Required action: Copy out, word for word, the lines from the start of the data below through the line containing "pub fn approve<E>(&mut", and no others.

━━ Data provided ━━

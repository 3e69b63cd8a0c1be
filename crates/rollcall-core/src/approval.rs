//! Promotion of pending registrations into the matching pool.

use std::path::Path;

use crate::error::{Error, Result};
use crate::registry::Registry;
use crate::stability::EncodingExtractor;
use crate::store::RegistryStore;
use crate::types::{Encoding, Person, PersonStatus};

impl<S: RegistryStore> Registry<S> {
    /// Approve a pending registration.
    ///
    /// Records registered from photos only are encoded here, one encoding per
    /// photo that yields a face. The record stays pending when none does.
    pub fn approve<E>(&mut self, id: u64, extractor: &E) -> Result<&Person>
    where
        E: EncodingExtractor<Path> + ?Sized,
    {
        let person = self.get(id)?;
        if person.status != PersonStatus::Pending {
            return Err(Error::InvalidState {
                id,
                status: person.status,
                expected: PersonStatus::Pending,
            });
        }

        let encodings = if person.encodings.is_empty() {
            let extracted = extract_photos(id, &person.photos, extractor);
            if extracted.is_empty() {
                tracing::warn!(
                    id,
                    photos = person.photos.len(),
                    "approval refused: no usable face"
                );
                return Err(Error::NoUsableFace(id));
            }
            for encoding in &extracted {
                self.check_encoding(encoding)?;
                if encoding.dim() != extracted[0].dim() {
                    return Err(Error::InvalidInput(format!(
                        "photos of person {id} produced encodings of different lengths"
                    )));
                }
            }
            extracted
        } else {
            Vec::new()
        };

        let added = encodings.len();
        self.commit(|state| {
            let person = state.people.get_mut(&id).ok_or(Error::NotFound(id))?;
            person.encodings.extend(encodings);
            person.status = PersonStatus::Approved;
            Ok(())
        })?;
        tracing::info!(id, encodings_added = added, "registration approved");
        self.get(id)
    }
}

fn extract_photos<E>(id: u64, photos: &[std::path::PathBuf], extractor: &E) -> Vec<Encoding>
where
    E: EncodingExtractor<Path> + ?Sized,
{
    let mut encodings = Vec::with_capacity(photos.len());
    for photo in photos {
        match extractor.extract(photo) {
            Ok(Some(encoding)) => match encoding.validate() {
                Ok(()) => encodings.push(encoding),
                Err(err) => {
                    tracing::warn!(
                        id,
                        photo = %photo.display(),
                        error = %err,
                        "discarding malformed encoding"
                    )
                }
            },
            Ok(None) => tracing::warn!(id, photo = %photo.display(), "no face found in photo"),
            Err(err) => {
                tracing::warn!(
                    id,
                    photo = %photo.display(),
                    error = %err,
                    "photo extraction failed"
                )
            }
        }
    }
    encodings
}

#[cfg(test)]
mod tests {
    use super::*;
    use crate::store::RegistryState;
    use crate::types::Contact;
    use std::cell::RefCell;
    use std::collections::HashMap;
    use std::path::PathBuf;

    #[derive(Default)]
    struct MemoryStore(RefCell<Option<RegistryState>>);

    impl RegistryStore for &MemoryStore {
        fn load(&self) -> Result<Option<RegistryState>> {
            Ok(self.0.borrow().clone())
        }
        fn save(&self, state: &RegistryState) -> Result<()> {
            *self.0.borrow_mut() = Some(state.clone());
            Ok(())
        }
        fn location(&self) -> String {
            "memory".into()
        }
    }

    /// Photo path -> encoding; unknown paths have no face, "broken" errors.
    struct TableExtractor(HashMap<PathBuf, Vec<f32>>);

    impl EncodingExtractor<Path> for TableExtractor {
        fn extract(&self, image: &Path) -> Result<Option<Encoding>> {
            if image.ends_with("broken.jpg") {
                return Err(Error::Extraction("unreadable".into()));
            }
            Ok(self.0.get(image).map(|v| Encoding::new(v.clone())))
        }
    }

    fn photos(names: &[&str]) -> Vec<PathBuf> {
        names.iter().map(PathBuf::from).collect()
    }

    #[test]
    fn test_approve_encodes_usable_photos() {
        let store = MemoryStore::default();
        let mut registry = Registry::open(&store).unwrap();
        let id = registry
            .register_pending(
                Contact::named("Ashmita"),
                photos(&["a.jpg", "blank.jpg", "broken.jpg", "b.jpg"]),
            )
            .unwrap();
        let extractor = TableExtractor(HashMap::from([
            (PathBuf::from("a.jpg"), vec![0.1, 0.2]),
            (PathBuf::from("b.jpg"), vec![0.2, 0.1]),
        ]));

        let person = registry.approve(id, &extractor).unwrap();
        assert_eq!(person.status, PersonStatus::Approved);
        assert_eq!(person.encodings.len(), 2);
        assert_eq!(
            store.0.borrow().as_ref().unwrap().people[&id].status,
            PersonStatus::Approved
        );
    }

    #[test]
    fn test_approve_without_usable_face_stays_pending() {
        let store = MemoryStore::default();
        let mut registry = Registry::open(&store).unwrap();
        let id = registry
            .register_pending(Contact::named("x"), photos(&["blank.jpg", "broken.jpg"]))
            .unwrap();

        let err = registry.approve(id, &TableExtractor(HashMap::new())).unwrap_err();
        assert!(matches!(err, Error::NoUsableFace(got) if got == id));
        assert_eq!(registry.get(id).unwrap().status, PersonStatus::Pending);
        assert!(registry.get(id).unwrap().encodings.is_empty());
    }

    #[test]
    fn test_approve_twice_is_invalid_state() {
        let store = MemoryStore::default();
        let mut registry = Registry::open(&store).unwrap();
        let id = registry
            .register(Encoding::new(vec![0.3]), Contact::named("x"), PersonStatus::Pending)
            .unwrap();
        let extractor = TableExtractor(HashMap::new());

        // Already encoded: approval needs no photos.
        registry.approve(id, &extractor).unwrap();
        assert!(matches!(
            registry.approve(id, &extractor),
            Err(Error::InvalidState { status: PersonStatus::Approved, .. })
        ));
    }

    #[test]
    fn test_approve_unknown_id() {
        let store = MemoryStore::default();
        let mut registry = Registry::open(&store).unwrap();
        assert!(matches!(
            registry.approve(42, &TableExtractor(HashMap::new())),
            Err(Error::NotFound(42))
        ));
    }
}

━━━

Reply:
repository 3e69b63cd8a0c1be
filename crates/rollcall-core/src/approval.rs
//! Promotion of pending registrations into the matching pool.

use std::path::Path;

use crate::error::{Error, Result};
use crate::registry::Registry;
use crate::stability::EncodingExtractor;
use crate::store::RegistryStore;
use crate::types::{Encoding, Person, PersonStatus};

impl<S: RegistryStore> Registry<S> {
    /// Approve a pending registration.
    ///
    /// Records registered from photos only are encoded here, one encoding per
    /// photo that yields a face. The record stays pending when none does.
    pub fn approve<E>(&mut self, id: u64, extractor: &E) -> Result<&Person>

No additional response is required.